WHAT YOU ARE ASKED TO DO: The listing below should be written out again word for word, please.

DATASET EXCERPTS:
------------------------------------
use crate::helpers::capture_owned;
use crate::parser::Captures;
use crate::rule::{LiteralMatch, PatternRule};
use crate::substitution::{resolve_family, substitute};
use crate::types::{Client, Device, Os};

/// How one engine turns a rule hit into its facet.
pub(crate) trait Facet: Sized {
    /// Canonical result when every rule declines.
    fn other() -> Self;

    /// Short-circuit for an empty input, before any rule runs.
    fn for_empty_input() -> Option<Self> {
        None
    }

    /// `None` voids the match and lets the next rule try.
    fn from_pattern(rule: &PatternRule, captures: &Captures) -> Option<Self>;

    fn from_literal(hit: LiteralMatch<'_>) -> Self;
}

impl Facet for Client {
    fn other() -> Self {
        Client::other()
    }

    fn for_empty_input() -> Option<Self> {
        Some(Client::spider())
    }

    fn from_pattern(rule: &PatternRule, captures: &Captures) -> Option<Self> {
        let family = resolve_family(rule.family_replacement.as_deref(), captures)?;
        let major = rule
            .v1_replacement
            .clone()
            .or_else(|| capture_owned(captures, 2));
        // The patch level is only read when the minor came from the regex too.
        let (minor, patch) = match &rule.v2_replacement {
            Some(v2) => (Some(v2.clone()), None),
            None => (capture_owned(captures, 3), capture_owned(captures, 4)),
        };
        Some(Client {
            family,
            major,
            minor,
            patch,
        })
    }

    fn from_literal(hit: LiteralMatch<'_>) -> Self {
        Client::new(hit.family, hit.major, hit.minor, hit.patch)
    }
}

impl Facet for Os {
    fn other() -> Self {
        Os::other()
    }

    fn from_pattern(rule: &PatternRule, captures: &Captures) -> Option<Self> {
        let family = resolve_family(rule.family_replacement.as_deref(), captures)?;
        let component = |replacement: &Option<String>, group: usize| {
            replacement.clone().or_else(|| capture_owned(captures, group))
        };
        Some(Os {
            family,
            major: component(&rule.v1_replacement, 2),
            minor: component(&rule.v2_replacement, 3),
            patch: component(&rule.v3_replacement, 4),
            patch_minor: component(&rule.v4_replacement, 5),
        })
    }

    fn from_literal(hit: LiteralMatch<'_>) -> Self {
        Os::new(hit.family, [hit.major, hit.minor, hit.patch, None])
    }
}

impl Facet for Device {
    fn other() -> Self {
        Device::other()
    }

    fn from_pattern(rule: &PatternRule, captures: &Captures) -> Option<Self> {
        let family = match &rule.family_replacement {
            Some(tpl) => substitute(tpl, captures),
            None => capture_owned(captures, 1)?,
        };
        if family.is_empty() {
            return None;
        }
        let brand = rule
            .brand_replacement
            .as_deref()
            .map(|tpl| substitute(tpl, captures))
            .filter(|b| !b.is_empty());
        let model = match &rule.model_replacement {
            Some(tpl) => Some(substitute(tpl, captures)),
            None => capture_owned(captures, 1),
        }
        .filter(|m| !m.is_empty());
        Some(Device {
            family,
            brand,
            model,
            is_mobile: false,
        })
    }

    fn from_literal(hit: LiteralMatch<'_>) -> Self {
        Device::new(hit.family, None, None)
    }
}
------------------------------------
ANSWER TO THIS TASK:
use crate::helpers::capture_owned;
use crate::parser::Captures;
use crate::rule::{LiteralMatch, PatternRule};
use crate::substitution::{resolve_family, substitute};
use crate::types::{Client, Device, Os};

/// How one engine turns a rule hit into its facet.
pub(crate) trait Facet: Sized {
    /// Canonical result when every rule declines.
    fn other() -> Self;

    /// Short-circuit for an empty input, before any rule runs.
    fn for_empty_input() -> Option<Self> {
        None
    }

    /// `None` voids the match and lets the next rule try.
    fn from_pattern(rule: &PatternRule, captures: &Captures) -> Option<Self>;

    fn from_literal(hit: LiteralMatch<'_>) -> Self;
}

impl Facet for Client {
    fn other() -> Self {
        Client::other()
    }

    fn for_empty_input() -> Option<Self> {
        Some(Client::spider())
    }

    fn from_pattern(rule: &PatternRule, captures: &Captures) -> Option<Self> {
        let family = resolve_family(rule.family_replacement.as_deref(), captures)?;
        let major = rule
            .v1_replacement
            .clone()
            .or_else(|| capture_owned(captures, 2));
        // The patch level is only read when the minor came from the regex too.
        let (minor, patch) = match &rule.v2_replacement {
            Some(v2) => (Some(v2.clone()), None),
            None => (capture_owned(captures, 3), capture_owned(captures, 4)),
        };
        Some(Client {
            family,
            major,
            minor,
            patch,
        })
    }

    fn from_literal(hit: LiteralMatch<'_>) -> Self {
        Client::new(hit.family, hit.major, hit.minor, hit.patch)
    }
}

impl Facet for Os {
    fn other() -> Self {
        Os::other()
    }

    fn from_pattern(rule: &PatternRule, captures: &Captures) -> Option<Self> {
        let family = resolve_family(rule.family_replacement.as_deref(), captures)?;
        let component = |replacement: &Option<String>, group: usize| {
            replacement.clone().or_else(|| capture_owned(captures, group))
        };
        Some(Os {
            family,
            major: component(&rule.v1_replacement, 2),
            minor: component(&rule.v2_replacement, 3),
            patch: component(&rule.v3_replacement, 4),
            patch_minor: component(&rule.v4_replacement, 5),
        })
    }

    fn from_literal(hit: LiteralMatch<'_>) -> Self {
        Os::new(hit.family, [hit.major, hit.minor, hit.patch, None])
    }
}

impl Facet for Device {
    fn other() -> Self {
        Device::other()
    }

    fn from_pattern(rule: &PatternRule, captures: &Captures) -> Option<Self> {
        let family = match &rule.family_replacement {
            Some(tpl) => substitute(tpl, captures),
            None => capture_owned(captures, 1)?,
        };
        if family.is_empty() {
            return None;
        }
        let brand = rule
            .brand_replacement
            .as_deref()
            .map(|tpl| substitute(tpl, captures))
            .filter(|b| !b.is_empty());
        let model = match &rule.model_replacement {
            Some(tpl) => Some(substitute(tpl, captures)),
            None => capture_owned(captures, 1),
        }
        .filter(|m| !m.is_empty());
        Some(Device {
            family,
            brand,
            model,
            is_mobile: false,
        })
    }

    fn from_literal(hit: LiteralMatch<'_>) -> Self {
        Device::new(hit.family, None, None)
    }
}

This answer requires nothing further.